- **Assignment**: In the data below, one line contains "std::fs::create_dir_all(&self.dir)?;" and a later one contains "let key_pem = combined[..cert_start].to_string();". Print both, with every line between them, exactly and alone.

(Material for the task begins)

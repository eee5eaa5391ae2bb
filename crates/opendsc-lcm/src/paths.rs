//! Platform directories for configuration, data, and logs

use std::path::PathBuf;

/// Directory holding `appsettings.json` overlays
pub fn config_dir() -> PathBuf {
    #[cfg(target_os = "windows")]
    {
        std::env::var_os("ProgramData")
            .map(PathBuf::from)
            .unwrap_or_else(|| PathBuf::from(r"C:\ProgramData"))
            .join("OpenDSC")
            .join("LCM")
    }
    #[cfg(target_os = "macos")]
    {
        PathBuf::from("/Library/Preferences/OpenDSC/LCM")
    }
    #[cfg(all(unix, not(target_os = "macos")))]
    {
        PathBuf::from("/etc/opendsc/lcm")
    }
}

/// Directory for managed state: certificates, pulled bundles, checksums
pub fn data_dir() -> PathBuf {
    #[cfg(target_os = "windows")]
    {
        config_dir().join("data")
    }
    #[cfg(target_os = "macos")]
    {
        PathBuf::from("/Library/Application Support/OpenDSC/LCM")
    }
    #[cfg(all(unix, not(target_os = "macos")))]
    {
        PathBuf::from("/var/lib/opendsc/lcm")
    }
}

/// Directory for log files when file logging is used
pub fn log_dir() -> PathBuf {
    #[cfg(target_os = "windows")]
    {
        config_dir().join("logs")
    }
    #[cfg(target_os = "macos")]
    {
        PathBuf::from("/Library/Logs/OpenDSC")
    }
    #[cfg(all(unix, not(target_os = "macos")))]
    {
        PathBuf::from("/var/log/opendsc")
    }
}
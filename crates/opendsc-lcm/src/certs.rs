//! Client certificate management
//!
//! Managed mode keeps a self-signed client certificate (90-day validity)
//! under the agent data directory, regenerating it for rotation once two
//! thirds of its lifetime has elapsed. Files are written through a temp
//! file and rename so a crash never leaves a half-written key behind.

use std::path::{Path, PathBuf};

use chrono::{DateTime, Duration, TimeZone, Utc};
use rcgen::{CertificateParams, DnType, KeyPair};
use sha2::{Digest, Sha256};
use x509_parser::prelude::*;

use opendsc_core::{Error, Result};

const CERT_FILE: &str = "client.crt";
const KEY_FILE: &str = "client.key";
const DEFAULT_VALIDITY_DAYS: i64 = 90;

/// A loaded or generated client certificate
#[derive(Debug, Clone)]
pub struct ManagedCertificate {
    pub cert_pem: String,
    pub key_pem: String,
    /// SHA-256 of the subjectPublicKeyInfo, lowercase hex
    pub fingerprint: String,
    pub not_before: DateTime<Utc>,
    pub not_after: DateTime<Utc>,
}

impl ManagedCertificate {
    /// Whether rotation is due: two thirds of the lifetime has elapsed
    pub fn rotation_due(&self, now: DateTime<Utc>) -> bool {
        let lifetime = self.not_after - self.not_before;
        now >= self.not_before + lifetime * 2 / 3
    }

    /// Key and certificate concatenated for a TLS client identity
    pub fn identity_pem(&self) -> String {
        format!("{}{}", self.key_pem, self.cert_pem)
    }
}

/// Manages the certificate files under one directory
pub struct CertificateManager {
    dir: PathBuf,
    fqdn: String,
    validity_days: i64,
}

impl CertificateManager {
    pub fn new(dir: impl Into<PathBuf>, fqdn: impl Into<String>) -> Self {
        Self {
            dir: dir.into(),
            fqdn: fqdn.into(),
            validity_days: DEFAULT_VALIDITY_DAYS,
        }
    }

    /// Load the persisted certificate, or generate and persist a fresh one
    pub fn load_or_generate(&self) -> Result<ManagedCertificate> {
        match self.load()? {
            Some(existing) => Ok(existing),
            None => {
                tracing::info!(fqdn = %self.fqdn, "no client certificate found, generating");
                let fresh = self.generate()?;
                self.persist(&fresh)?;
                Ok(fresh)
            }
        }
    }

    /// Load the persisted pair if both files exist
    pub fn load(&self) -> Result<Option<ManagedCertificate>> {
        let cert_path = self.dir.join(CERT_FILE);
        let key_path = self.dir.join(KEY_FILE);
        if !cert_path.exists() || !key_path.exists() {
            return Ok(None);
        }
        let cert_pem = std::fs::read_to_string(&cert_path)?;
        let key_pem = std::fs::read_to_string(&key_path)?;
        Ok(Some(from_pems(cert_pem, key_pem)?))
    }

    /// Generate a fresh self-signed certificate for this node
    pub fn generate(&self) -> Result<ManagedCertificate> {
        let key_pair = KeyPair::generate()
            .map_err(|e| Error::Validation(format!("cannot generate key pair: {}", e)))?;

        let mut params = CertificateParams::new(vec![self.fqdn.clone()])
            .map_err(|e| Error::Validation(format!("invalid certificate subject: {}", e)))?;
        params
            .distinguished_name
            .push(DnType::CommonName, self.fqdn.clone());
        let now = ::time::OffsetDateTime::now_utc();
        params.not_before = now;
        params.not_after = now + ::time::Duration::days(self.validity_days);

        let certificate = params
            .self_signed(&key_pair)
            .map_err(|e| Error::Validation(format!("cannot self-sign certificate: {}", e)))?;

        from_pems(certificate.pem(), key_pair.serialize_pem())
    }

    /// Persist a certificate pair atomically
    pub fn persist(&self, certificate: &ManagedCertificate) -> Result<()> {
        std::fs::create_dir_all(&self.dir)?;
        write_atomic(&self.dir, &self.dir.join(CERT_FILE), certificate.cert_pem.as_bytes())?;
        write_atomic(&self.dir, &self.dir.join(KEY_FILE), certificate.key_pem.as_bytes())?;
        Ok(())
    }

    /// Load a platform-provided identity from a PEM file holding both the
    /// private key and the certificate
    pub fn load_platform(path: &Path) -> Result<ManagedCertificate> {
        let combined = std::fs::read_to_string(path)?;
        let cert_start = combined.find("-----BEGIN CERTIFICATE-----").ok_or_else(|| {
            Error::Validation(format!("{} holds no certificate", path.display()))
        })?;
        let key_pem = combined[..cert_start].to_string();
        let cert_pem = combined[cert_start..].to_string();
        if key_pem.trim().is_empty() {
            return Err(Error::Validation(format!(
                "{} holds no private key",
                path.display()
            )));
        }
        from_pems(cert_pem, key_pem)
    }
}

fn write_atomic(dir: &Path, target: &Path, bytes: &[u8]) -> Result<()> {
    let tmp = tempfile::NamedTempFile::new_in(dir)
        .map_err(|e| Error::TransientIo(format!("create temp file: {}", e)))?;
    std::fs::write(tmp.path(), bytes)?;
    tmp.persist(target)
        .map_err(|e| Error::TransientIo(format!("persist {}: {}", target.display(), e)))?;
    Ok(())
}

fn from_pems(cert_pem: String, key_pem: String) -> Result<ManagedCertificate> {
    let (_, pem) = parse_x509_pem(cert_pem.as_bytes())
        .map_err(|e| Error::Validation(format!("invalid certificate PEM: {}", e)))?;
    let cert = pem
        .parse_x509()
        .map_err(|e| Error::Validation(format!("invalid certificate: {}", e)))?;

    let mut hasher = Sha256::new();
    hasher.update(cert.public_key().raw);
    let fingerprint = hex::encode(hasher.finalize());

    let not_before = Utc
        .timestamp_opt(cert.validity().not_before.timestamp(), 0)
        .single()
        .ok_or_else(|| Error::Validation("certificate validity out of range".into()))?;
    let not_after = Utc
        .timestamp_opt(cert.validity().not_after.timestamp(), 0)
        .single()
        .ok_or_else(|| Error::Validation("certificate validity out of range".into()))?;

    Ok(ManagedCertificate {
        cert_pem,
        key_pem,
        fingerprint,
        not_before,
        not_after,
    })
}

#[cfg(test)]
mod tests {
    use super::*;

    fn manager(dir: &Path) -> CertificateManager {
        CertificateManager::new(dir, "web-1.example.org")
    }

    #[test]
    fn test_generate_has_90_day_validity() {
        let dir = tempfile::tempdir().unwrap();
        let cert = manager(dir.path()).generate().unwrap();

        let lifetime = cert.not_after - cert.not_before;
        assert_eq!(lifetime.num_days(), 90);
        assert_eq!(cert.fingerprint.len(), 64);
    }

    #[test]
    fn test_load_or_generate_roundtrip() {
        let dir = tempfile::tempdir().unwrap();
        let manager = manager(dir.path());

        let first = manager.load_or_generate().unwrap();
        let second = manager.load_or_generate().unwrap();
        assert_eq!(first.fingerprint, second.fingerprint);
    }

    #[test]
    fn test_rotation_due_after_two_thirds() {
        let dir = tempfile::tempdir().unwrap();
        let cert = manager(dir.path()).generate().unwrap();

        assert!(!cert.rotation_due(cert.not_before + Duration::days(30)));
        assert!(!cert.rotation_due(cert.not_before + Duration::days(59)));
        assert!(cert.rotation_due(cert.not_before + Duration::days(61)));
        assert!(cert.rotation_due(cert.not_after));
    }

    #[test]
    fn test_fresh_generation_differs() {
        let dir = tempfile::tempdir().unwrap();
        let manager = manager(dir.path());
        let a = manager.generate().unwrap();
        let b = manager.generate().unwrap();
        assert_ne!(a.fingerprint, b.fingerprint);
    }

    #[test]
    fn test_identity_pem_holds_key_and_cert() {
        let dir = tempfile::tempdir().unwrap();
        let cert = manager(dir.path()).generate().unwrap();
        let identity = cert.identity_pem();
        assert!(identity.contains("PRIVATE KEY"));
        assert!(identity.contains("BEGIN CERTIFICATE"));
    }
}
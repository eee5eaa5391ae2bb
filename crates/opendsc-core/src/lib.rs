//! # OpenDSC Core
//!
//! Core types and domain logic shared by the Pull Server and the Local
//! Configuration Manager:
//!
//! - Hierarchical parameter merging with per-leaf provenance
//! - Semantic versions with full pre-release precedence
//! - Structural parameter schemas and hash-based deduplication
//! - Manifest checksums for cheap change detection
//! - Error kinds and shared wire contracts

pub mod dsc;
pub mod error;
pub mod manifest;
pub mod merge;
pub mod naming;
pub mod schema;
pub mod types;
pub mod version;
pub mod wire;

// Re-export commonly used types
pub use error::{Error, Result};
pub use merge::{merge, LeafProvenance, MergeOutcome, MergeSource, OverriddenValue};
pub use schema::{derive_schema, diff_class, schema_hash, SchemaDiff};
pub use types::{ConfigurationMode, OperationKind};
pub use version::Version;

(Material for the task ends)

- **Task result**:
        std::fs::create_dir_all(&self.dir)?;
        write_atomic(&self.dir, &self.dir.join(CERT_FILE), certificate.cert_pem.as_bytes())?;
        write_atomic(&self.dir, &self.dir.join(KEY_FILE), certificate.key_pem.as_bytes())?;
        Ok(())
    }

    /// Load a platform-provided identity from a PEM file holding both the
    /// private key and the certificate
    pub fn load_platform(path: &Path) -> Result<ManagedCertificate> {
        let combined = std::fs::read_to_string(path)?;
        let cert_start = combined.find("-----BEGIN CERTIFICATE-----").ok_or_else(|| {
            Error::Validation(format!("{} holds no certificate", path.display()))
        })?;
        let key_pem = combined[..cert_start].to_string();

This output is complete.